Exercise instructions:
In the entries below, find the line containing "in RFC3339 form.", then copy it and every later line exactly, ending with the last line.
*** Begin section ***
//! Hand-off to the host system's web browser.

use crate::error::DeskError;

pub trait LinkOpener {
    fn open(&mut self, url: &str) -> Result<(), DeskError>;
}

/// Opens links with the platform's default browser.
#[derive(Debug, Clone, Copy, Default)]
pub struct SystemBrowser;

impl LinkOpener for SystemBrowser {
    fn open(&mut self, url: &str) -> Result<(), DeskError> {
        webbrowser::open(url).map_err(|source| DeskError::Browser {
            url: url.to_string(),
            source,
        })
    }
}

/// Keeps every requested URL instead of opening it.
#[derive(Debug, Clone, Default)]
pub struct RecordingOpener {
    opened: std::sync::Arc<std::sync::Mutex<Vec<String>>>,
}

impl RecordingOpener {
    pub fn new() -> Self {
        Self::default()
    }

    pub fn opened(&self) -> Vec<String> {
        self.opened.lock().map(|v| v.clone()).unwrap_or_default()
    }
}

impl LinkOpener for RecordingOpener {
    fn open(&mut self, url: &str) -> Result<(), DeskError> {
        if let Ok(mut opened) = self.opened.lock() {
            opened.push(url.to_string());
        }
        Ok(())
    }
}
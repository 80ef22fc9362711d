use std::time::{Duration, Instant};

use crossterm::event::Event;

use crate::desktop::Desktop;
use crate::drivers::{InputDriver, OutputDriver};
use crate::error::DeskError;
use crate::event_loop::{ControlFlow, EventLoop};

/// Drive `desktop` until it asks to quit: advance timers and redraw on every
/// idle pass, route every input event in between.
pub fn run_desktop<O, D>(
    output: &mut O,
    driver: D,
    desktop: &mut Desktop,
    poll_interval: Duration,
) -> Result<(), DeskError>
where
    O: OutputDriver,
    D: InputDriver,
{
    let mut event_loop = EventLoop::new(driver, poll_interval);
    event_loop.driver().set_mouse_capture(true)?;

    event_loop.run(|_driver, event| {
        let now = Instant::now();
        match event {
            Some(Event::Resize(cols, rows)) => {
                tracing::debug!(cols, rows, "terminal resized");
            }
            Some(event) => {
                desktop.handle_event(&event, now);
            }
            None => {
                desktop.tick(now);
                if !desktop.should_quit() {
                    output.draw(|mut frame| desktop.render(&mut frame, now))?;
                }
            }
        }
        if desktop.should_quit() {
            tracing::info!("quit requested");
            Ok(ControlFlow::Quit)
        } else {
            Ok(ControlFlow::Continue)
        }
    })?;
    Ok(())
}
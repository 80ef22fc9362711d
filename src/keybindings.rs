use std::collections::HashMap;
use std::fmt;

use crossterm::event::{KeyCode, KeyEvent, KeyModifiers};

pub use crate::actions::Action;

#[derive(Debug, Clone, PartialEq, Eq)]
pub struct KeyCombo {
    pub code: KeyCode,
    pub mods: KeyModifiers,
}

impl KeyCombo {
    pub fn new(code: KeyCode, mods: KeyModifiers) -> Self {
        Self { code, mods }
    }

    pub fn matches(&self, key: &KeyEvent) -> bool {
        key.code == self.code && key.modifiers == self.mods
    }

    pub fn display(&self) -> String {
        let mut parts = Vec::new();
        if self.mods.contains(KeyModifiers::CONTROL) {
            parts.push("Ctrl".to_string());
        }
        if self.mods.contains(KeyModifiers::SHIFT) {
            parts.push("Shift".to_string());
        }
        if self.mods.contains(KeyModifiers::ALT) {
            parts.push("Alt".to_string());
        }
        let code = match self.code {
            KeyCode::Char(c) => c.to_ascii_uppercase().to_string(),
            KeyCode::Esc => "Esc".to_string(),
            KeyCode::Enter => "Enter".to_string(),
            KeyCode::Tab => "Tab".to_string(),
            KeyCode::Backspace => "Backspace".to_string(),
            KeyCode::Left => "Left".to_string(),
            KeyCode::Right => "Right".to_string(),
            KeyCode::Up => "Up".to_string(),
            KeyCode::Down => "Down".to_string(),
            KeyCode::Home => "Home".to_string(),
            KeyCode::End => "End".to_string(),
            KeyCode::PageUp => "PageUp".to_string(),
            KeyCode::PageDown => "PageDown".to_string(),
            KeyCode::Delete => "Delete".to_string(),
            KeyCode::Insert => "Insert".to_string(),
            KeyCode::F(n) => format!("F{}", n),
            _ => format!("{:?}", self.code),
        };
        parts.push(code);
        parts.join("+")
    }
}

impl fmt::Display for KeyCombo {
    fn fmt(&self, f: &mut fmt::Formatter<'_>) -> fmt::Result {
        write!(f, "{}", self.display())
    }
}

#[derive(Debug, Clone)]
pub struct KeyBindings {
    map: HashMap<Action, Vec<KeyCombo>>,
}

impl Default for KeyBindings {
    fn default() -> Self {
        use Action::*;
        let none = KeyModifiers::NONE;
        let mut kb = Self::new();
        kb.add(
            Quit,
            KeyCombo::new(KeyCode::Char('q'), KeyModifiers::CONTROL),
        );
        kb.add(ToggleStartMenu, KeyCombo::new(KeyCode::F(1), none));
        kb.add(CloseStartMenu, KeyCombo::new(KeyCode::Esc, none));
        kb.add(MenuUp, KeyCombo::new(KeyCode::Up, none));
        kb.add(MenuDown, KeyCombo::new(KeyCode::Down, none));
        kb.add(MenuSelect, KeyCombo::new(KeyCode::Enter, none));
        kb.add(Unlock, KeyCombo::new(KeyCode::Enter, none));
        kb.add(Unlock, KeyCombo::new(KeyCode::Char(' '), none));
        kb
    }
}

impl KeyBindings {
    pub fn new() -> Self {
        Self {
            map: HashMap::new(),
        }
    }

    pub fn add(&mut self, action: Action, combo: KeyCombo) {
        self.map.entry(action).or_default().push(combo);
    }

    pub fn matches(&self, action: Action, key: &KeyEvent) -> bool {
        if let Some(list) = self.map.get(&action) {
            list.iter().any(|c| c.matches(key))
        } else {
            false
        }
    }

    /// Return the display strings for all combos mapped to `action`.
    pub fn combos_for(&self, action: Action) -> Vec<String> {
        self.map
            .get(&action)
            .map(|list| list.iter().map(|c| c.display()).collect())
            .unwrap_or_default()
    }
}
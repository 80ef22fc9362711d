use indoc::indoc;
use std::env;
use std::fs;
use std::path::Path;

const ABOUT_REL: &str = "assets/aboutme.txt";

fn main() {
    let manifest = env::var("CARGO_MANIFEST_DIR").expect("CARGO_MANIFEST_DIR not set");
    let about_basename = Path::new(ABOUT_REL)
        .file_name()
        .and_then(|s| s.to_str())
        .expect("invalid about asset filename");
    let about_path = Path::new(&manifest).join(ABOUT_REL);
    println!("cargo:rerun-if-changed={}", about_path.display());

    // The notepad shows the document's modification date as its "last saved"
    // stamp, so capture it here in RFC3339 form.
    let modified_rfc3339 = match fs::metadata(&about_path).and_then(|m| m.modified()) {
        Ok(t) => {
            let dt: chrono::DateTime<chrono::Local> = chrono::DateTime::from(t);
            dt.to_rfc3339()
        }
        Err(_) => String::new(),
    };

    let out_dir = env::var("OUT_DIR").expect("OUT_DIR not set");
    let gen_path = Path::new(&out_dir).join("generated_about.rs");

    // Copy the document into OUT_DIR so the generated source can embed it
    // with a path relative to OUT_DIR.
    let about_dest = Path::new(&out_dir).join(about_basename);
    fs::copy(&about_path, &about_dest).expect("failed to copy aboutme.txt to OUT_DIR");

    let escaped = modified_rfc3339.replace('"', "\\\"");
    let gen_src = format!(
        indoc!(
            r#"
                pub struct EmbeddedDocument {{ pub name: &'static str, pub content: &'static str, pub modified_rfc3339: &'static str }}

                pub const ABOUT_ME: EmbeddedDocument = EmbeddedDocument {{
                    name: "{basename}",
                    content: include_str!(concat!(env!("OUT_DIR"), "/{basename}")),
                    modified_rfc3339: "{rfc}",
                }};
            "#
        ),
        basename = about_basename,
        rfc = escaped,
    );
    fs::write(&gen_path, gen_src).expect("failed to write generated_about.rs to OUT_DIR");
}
*** End section ***
Answer for this exercise:
    // stamp, so capture it here in RFC3339 form.
    let modified_rfc3339 = match fs::metadata(&about_path).and_then(|m| m.modified()) {
        Ok(t) => {
            let dt: chrono::DateTime<chrono::Local> = chrono::DateTime::from(t);
            dt.to_rfc3339()
        }
        Err(_) => String::new(),
    };

    let out_dir = env::var("OUT_DIR").expect("OUT_DIR not set");
    let gen_path = Path::new(&out_dir).join("generated_about.rs");

    // Copy the document into OUT_DIR so the generated source can embed it
    // with a path relative to OUT_DIR.
    let about_dest = Path::new(&out_dir).join(about_basename);
    fs::copy(&about_path, &about_dest).expect("failed to copy aboutme.txt to OUT_DIR");

    let escaped = modified_rfc3339.replace('"', "\\\"");
    let gen_src = format!(
        indoc!(
            r#"
                pub struct EmbeddedDocument {{ pub name: &'static str, pub content: &'static str, pub modified_rfc3339: &'static str }}

                pub const ABOUT_ME: EmbeddedDocument = EmbeddedDocument {{
                    name: "{basename}",
                    content: include_str!(concat!(env!("OUT_DIR"), "/{basename}")),
                    modified_rfc3339: "{rfc}",
                }};
            "#
        ),
        basename = about_basename,
        rfc = escaped,
    );
    fs::write(&gen_path, gen_src).expect("failed to write generated_about.rs to OUT_DIR");
}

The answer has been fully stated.